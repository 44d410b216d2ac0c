use std::path::{Path, PathBuf};

use anyhow::Result;
use tracing::{debug, info, warn};

use crate::config::Config;
use crate::error::CallweaveError;
use super::{
    assemble, build_import_map, extractor_for, walk_sources, Deadline, FileExtraction,
    GraphAnalyzer, Ir, SequenceSynthesizer, SourceFile, Syntax, SyntaxExtractor,
};

/// Main orchestration engine: walk → extract → resolve → analyze →
/// synthesize, with each artifact written once per invocation.
pub struct Engine {
    config: Config,
}

impl Engine {
    pub async fn new(config_path: Option<&Path>) -> Result<Self> {
        let config = Config::load_or_default(config_path)?;
        debug!("Loaded configuration: {:?}", config);
        Ok(Self { config })
    }

    /// Write a commented default configuration file
    pub async fn init(&self, path: Option<PathBuf>) -> Result<()> {
        let target = path.unwrap_or_else(|| PathBuf::from("callweave.toml"));
        if target.exists() {
            anyhow::bail!("{} already exists", target.display());
        }
        Config::default().save_to_file(&target)?;
        info!("Wrote default configuration to {}", target.display());
        Ok(())
    }

    /// Scan the source tree and write the IR artifact
    pub async fn scan(
        &self,
        roots: Option<Vec<PathBuf>>,
        output: Option<PathBuf>,
        strict: bool,
    ) -> Result<Ir> {
        let ir = self.build_ir(roots, strict)?;
        let path = output.unwrap_or_else(|| self.artifact_path(&self.config.output.ir_file));
        self.write_artifact(&path, &ir.to_json(self.config.output.pretty)?)?;
        info!("IR written to {}", path.display());
        Ok(ir)
    }

    /// Analyze an IR artifact and write the analysis artifact
    pub async fn analyze(&self, ir_path: Option<PathBuf>, output: Option<PathBuf>) -> Result<()> {
        let ir = self.load_ir(ir_path)?;
        self.analyze_ir(&ir, output)
    }

    /// Synthesize call sequences from an IR artifact
    pub async fn sequence(&self, ir_path: Option<PathBuf>, output: Option<PathBuf>) -> Result<()> {
        let ir = self.load_ir(ir_path)?;
        self.sequence_ir(&ir, output)
    }

    /// Full pipeline: scan, then analyze and synthesize from the
    /// in-memory IR without re-reading the artifact
    pub async fn run(&self, roots: Option<Vec<PathBuf>>, strict: bool) -> Result<()> {
        let ir = self.scan(roots, None, strict).await?;
        self.analyze_ir(&ir, None)?;
        self.sequence_ir(&ir, None)?;
        Ok(())
    }

    fn build_ir(&self, roots: Option<Vec<PathBuf>>, strict: bool) -> Result<Ir> {
        let roots = roots.unwrap_or_else(|| self.config.project.roots.clone());
        let deadline = Deadline::new(self.config.parsing.deadline_secs);
        let extensions = self.config.extension_map();

        info!("🔍 Scanning {} root(s)...", roots.len());
        let sources = walk_sources(
            &roots,
            &self.config.project.exclude_dirs,
            &extensions,
            self.config.parsing.max_file_size,
            &deadline,
        )?;
        info!("Found {} source files", sources.len());

        let brace_extractor = extractor_for(Syntax::Braces);
        let indent_extractor = extractor_for(Syntax::Indent);

        let mut extractions = Vec::new();
        let mut skipped = 0usize;
        for source in &sources {
            deadline.check()?;
            match self.extract_file(source, brace_extractor.as_ref(), indent_extractor.as_ref()) {
                Ok(extraction) => extractions.push(extraction),
                Err(e) => {
                    // One bad file never aborts the whole scan
                    warn!("Skipping {}: {}", source.rel_path, e);
                    skipped += 1;
                    if strict {
                        return Err(CallweaveError::Extraction(format!(
                            "failed to extract {}: {}",
                            source.rel_path, e
                        ))
                        .into());
                    }
                }
            }
        }

        info!("🕸️ Assembling IR from {} files...", extractions.len());
        let (ir, collisions) = assemble(extractions);
        if strict {
            if let Some(collision) = collisions.into_iter().next() {
                return Err(CallweaveError::IdCollision {
                    id: collision.id,
                    first: collision.first,
                    second: collision.second,
                }
                .into());
            }
        }

        let resolved = ir.calls.iter().filter(|c| c.is_resolved()).count();
        info!("📊 Scan complete:");
        info!("  - {} files ({} skipped)", ir.files.len(), skipped);
        info!("  - {} symbols", ir.symbols.len());
        info!("  - {} calls ({} resolved)", ir.calls.len(), resolved);
        info!("  - {} contracts", ir.contracts.len());

        Ok(ir)
    }

    fn extract_file(
        &self,
        source: &SourceFile,
        brace_extractor: &(dyn SyntaxExtractor + Send + Sync),
        indent_extractor: &(dyn SyntaxExtractor + Send + Sync),
    ) -> crate::error::Result<FileExtraction> {
        let content = std::fs::read_to_string(&source.path)?;
        let extractor = match source.syntax {
            Syntax::Braces => brace_extractor,
            Syntax::Indent => indent_extractor,
        };

        let symbols = extractor.extract(&content, &source.rel_path)?;
        let imports = build_import_map(
            &content,
            &source.rel_path,
            source.syntax,
            extractor.canonical_extension(),
        );
        debug!(
            "{}: {} symbols, {} import bindings",
            source.rel_path,
            symbols.len(),
            imports.len()
        );

        Ok(FileExtraction {
            file: source.rel_path.clone(),
            symbols,
            imports,
        })
    }

    fn analyze_ir(&self, ir: &Ir, output: Option<PathBuf>) -> Result<()> {
        info!("📐 Analyzing call graph ({} symbols)...", ir.symbols.len());
        let report = GraphAnalyzer::new(&self.config.analysis).analyze(ir);

        if let Some(error) = &report.architecture_error {
            warn!("Architecture analysis degraded: {}", error);
        } else if let Some(architecture) = &report.architecture {
            let s = &architecture.summary;
            info!(
                "  - {} cycles, {} god functions, {} long parameter lists, {} shotgun-surgery risks",
                s.cycles, s.god_functions, s.long_parameter_lists, s.shotgun_surgery
            );
        }

        let json = if self.config.output.pretty {
            serde_json::to_string_pretty(&report)?
        } else {
            serde_json::to_string(&report)?
        };
        let path = output.unwrap_or_else(|| self.artifact_path(&self.config.output.analysis_file));
        self.write_artifact(&path, &json)?;
        info!("Analysis written to {}", path.display());
        Ok(())
    }

    fn sequence_ir(&self, ir: &Ir, output: Option<PathBuf>) -> Result<()> {
        let deadline = Deadline::new(self.config.parsing.deadline_secs);
        info!("🔗 Synthesizing call sequences (max depth: {})...", self.config.sequence.max_depth);
        let artifact =
            SequenceSynthesizer::new(self.config.sequence.max_depth).synthesize(ir, &deadline)?;
        info!("  - {} sequences", artifact.sequences.len());

        let json = if self.config.output.pretty {
            serde_json::to_string_pretty(&artifact)?
        } else {
            serde_json::to_string(&artifact)?
        };
        let path = output.unwrap_or_else(|| self.artifact_path(&self.config.output.sequence_file));
        self.write_artifact(&path, &json)?;
        info!("Sequences written to {}", path.display());
        Ok(())
    }

    fn load_ir(&self, ir_path: Option<PathBuf>) -> Result<Ir> {
        let path = ir_path.unwrap_or_else(|| self.artifact_path(&self.config.output.ir_file));
        let text = std::fs::read_to_string(&path)
            .map_err(|e| anyhow::anyhow!("Failed to read IR from {}: {}", path.display(), e))?;
        Ok(Ir::from_json(&text)?)
    }

    fn artifact_path(&self, file: &str) -> PathBuf {
        self.config.output.artifacts_dir.join(file)
    }

    fn write_artifact(&self, path: &Path, content: &str) -> Result<()> {
        if let Some(parent) = path.parent() {
            if !parent.as_os_str().is_empty() {
                std::fs::create_dir_all(parent).map_err(|e| {
                    CallweaveError::FileSystem(format!(
                        "Failed to create {}: {}",
                        parent.display(),
                        e
                    ))
                })?;
            }
        }
        std::fs::write(path, content).map_err(|e| {
            CallweaveError::FileSystem(format!("Failed to write {}: {}", path.display(), e))
        })?;
        Ok(())
    }
}

#[cfg(test)]
mod tests {
    use super::*;
    use assert_fs::prelude::*;
    use predicates::prelude::*;
    use std::fs;

    fn engine_for(dir: &Path) -> Engine {
        let mut config = Config::default();
        config.project.roots = vec![dir.to_path_buf()];
        config.output.artifacts_dir = dir.join("artifacts");
        Engine { config }
    }

    #[tokio::test]
    async fn init_writes_a_default_config_and_refuses_to_clobber() {
        let dir = assert_fs::TempDir::new().unwrap();
        let target = dir.child("callweave.toml");
        let engine = engine_for(dir.path());

        engine.init(Some(target.path().to_path_buf())).await.unwrap();
        target.assert(predicate::path::exists());
        target.assert(predicate::str::contains("[project]"));
        target.assert(predicate::str::contains("[analysis]"));

        assert!(engine.init(Some(target.path().to_path_buf())).await.is_err());
    }

    #[tokio::test]
    async fn two_file_scan_resolves_the_imported_call() {
        let dir = tempfile::tempdir().unwrap();
        fs::write(
            dir.path().join("a.ts"),
            "import { helper } from './b';\nexport function outer() { helper(); }\n",
        )
        .unwrap();
        fs::write(dir.path().join("b.ts"), "export function helper() {}\n").unwrap();

        let engine = engine_for(dir.path());
        let ir = engine.scan(None, None, false).await.unwrap();

        assert_eq!(ir.symbols.len(), 2);
        assert_eq!(ir.calls.len(), 1);
        assert_eq!(ir.calls[0].to, "b::helper");
        assert_eq!(ir.calls.iter().filter(|c| !c.is_resolved()).count(), 0);

        // The IR artifact landed on disk with the stable shape
        let text = fs::read_to_string(dir.path().join("artifacts/ir.json")).unwrap();
        let reloaded = Ir::from_json(&text).unwrap();
        assert_eq!(reloaded, ir);
    }

    #[tokio::test]
    async fn full_run_produces_all_three_artifacts() {
        let dir = tempfile::tempdir().unwrap();
        fs::write(
            dir.path().join("a.ts"),
            "import { helper } from './b';\nexport function outer() { helper(); }\n",
        )
        .unwrap();
        fs::write(dir.path().join("b.ts"), "export function helper() {}\n").unwrap();

        let engine = engine_for(dir.path());
        engine.run(None, false).await.unwrap();

        for artifact in ["ir.json", "analysis.json", "sequences.json"] {
            assert!(dir.path().join("artifacts").join(artifact).exists(), "{} missing", artifact);
        }

        let sequences: serde_json::Value = serde_json::from_str(
            &fs::read_to_string(dir.path().join("artifacts/sequences.json")).unwrap(),
        )
        .unwrap();
        let beats = &sequences["sequences"]["a__outer"]["movements"][0]["beats"];
        assert_eq!(beats.as_array().unwrap().len(), 1);
        assert_eq!(beats[0]["event"], "call:helper");

        // helper has no outgoing calls: noop guarantee
        let helper_beats = &sequences["sequences"]["b__helper"]["movements"][0]["beats"];
        assert_eq!(helper_beats[0]["event"], "noop");
    }

    #[tokio::test]
    async fn unreadable_file_is_skipped_without_aborting() {
        let dir = tempfile::tempdir().unwrap();
        fs::write(dir.path().join("good.ts"), "export function fine() {}\n").unwrap();
        fs::write(dir.path().join("bad.ts"), [0xff, 0xfe, 0x00, 0x9f]).unwrap();

        let engine = engine_for(dir.path());
        let ir = engine.scan(None, None, false).await.unwrap();
        assert_eq!(ir.symbols.len(), 1);
        assert_eq!(ir.symbols[0].name, "fine");
    }

    #[tokio::test]
    async fn strict_mode_escalates_basename_collisions() {
        let dir = tempfile::tempdir().unwrap();
        fs::create_dir_all(dir.path().join("one")).unwrap();
        fs::create_dir_all(dir.path().join("two")).unwrap();
        fs::write(dir.path().join("one/util.ts"), "export function dup() {}\n").unwrap();
        fs::write(dir.path().join("two/util.ts"), "export function dup() {}\n").unwrap();

        let engine = engine_for(dir.path());
        assert!(engine.scan(None, None, true).await.is_err());
        assert!(engine.scan(None, None, false).await.is_ok());
    }

    #[tokio::test]
    async fn extraction_twice_is_byte_identical() {
        let dir = tempfile::tempdir().unwrap();
        fs::write(
            dir.path().join("m.py"),
            "def entry():\n    step()\n\ndef step():\n    pass\n",
        )
        .unwrap();

        let engine = engine_for(dir.path());
        let first = engine.scan(None, None, false).await.unwrap();
        let second = engine.scan(None, None, false).await.unwrap();
        assert_eq!(
            first.to_json(false).unwrap(),
            second.to_json(false).unwrap()
        );
    }
}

----------------------------------------

■ Task requirements ■
Anywhere the listing shows the word "Send", copy the full line.

■ Solution for this task ■
        brace_extractor: &(dyn SyntaxExtractor + Send + Sync),
        indent_extractor: &(dyn SyntaxExtractor + Send + Sync),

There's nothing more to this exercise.